For the listing below, print exactly the lines from the line with "pub const LEGACY_ONBOARDING: &str" to the line with "pub const PENDING_CHANGES: &str", both included, and nothing beyond them.

§ **Information provided**

====

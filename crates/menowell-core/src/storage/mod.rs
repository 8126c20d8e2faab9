//! Local persistence for session, credential and migration state.
//!
//! This module provides the `PersistentStore` wrapper, which never fails
//! towards its callers, and the backends it can sit on:
//! - `FileBackend`: one JSON file per key in the cache directory
//! - `KeyringBackend`: OS keychain entries (used for credential captures)
//! - `MemoryBackend`: in-process map for tests and throwaway runs
//!
//! Keys used by the session layer are listed in `keys`.

pub mod backends;
pub mod store;

pub use backends::{FileBackend, KeyringBackend, MemoryBackend, StorageBackend};
pub use store::PersistentStore;

/// Storage key space shared by the session layer.
pub mod keys {
    /// Remote session (tokens issued by the identity backend)
    pub const AUTH_SESSION: &str = "auth_session";

    /// Argon2-hashed credential capture for offline sign-in
    pub const EMERGENCY_CREDENTIALS: &str = "emergency_credentials";

    /// Locally issued session used while the backend is unreachable
    pub const EMERGENCY_SESSION: &str = "emergency_session";

    /// Legacy onboarding answers written by older app versions
    pub const LEGACY_ONBOARDING: &str = "onboarding_data";

    /// Legacy profile written by older app versions
    pub const LEGACY_PROFILE: &str = "user_profile";

    /// User the legacy data was first migrated for; nobody else gets it
    pub const LEGACY_OWNER: &str = "onboarding_data_owner";

    /// Local changes waiting to be uploaded
    pub const PENDING_CHANGES: &str = "pending_changes";

    pub fn migration_marker(user_id: &str) -> String {
        format!("migration_completed_{}", user_id)
    }
}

====

§ **Solved exercise**
    pub const LEGACY_ONBOARDING: &str = "onboarding_data";

    /// Legacy profile written by older app versions
    pub const LEGACY_PROFILE: &str = "user_profile";

    /// User the legacy data was first migrated for; nobody else gets it
    pub const LEGACY_OWNER: &str = "onboarding_data_owner";

    /// Local changes waiting to be uploaded
    pub const PENDING_CHANGES: &str = "pending_changes";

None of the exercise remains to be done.